**Requirement**: Count the lines in the records below that contain the word "update", and give only that number.

Saved data entries:
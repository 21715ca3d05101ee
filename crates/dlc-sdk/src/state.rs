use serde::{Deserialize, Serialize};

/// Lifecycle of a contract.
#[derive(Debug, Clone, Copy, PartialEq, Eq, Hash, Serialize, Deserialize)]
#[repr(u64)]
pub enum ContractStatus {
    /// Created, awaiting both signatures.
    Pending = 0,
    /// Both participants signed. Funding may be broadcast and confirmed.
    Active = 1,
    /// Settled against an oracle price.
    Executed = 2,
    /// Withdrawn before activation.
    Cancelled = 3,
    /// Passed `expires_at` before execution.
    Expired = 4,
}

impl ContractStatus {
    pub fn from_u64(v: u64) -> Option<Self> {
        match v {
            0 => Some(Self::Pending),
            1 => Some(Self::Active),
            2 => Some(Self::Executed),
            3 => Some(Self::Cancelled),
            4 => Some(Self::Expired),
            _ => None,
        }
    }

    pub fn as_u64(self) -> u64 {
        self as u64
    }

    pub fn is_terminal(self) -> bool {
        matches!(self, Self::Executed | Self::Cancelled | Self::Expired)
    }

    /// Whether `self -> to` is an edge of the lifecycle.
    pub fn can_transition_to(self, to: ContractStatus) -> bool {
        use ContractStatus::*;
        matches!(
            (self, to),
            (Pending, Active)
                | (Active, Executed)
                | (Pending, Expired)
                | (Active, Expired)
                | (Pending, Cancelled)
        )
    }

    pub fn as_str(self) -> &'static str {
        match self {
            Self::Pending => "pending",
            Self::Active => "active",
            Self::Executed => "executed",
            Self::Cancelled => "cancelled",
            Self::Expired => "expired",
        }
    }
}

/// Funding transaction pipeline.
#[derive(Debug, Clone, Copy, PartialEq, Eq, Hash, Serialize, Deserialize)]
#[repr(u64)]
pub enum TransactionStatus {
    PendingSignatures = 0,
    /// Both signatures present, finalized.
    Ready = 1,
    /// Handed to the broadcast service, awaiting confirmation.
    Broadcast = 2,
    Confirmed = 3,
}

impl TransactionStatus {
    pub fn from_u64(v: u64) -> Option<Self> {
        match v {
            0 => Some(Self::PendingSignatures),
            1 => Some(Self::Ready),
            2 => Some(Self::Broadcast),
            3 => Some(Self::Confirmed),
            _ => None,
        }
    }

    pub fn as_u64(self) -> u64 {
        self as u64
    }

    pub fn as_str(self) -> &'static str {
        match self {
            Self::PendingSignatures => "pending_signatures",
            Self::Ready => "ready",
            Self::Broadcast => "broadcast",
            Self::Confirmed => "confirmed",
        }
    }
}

--

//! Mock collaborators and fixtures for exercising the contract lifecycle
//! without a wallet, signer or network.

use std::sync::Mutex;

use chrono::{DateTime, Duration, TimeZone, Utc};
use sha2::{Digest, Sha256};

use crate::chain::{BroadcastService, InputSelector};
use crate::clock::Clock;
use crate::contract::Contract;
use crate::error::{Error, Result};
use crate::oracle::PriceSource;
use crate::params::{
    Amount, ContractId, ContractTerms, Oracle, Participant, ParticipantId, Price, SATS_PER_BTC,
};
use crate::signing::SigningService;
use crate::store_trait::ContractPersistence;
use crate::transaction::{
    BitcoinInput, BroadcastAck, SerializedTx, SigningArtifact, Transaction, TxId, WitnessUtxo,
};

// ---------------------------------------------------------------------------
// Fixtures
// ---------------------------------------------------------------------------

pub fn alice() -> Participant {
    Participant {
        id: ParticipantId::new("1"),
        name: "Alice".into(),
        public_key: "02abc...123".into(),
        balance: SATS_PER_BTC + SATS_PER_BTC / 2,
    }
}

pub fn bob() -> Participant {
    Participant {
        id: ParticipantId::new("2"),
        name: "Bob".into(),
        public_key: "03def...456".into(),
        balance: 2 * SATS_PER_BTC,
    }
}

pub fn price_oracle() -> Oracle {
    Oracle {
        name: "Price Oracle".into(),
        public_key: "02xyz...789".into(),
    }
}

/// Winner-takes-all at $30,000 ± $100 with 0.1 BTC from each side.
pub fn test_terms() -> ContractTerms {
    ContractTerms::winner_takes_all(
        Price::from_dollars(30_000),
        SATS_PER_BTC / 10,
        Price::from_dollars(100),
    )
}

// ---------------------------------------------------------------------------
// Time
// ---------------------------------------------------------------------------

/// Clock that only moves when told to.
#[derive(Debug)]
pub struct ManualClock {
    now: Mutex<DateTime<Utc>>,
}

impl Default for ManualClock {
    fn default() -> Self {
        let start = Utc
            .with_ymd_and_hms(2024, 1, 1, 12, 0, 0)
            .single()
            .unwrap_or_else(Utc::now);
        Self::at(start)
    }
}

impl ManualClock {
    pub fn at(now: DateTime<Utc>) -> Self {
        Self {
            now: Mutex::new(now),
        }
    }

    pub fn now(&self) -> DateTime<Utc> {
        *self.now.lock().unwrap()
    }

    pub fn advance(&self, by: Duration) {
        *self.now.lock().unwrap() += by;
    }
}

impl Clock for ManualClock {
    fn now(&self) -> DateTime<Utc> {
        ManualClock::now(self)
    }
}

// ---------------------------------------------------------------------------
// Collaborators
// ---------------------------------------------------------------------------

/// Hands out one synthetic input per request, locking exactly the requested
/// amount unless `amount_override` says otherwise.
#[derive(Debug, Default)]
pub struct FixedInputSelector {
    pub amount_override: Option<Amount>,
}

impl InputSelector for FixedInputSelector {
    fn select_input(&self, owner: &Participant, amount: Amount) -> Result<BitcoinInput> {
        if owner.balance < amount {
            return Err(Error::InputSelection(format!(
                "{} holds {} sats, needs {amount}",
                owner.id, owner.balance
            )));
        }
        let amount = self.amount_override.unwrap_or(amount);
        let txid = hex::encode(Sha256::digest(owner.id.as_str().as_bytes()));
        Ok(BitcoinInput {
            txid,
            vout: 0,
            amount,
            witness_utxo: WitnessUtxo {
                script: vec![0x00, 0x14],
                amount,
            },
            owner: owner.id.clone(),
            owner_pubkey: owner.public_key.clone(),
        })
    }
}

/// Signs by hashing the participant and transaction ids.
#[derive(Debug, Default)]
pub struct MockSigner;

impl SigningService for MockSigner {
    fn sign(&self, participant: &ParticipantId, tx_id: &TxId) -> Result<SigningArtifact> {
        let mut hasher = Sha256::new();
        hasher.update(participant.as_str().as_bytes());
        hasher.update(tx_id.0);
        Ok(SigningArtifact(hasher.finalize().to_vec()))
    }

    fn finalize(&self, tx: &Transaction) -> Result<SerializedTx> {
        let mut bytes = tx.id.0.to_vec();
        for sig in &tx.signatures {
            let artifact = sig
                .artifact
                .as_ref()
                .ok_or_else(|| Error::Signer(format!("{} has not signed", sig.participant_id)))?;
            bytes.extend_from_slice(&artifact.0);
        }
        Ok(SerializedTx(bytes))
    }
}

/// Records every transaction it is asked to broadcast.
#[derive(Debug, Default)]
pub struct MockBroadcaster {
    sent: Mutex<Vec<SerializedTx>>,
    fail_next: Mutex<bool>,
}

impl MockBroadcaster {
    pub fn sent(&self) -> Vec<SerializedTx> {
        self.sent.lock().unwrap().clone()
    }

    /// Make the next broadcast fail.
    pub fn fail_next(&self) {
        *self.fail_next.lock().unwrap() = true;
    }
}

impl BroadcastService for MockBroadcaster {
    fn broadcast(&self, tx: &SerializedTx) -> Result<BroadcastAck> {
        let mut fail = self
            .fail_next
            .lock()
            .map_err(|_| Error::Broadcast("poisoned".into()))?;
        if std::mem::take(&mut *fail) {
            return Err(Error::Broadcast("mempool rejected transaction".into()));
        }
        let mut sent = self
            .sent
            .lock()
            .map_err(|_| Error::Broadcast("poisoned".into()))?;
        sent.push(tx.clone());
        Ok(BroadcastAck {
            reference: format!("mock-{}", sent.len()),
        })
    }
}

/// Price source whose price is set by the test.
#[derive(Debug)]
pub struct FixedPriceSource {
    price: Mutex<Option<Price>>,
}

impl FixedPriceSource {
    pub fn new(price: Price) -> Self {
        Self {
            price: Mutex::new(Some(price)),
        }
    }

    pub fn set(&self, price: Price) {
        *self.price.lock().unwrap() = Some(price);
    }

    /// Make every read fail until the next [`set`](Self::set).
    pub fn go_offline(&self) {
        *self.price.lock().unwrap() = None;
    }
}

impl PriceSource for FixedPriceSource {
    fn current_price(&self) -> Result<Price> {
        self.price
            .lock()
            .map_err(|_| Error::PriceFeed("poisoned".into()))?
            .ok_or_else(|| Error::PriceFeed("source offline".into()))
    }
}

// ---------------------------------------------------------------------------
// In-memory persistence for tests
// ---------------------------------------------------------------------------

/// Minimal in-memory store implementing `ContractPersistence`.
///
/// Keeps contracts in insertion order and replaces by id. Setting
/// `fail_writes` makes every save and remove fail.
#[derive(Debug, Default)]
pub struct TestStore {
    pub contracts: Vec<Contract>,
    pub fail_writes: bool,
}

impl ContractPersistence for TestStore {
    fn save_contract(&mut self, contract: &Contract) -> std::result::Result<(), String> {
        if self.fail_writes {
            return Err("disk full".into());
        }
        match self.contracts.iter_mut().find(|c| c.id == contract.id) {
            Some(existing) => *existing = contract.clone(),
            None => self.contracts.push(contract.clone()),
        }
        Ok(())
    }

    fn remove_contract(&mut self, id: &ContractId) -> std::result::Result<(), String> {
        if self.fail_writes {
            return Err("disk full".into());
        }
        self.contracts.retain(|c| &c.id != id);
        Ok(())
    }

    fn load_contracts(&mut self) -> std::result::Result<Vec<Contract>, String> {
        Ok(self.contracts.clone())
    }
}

**Solution to this task**: 2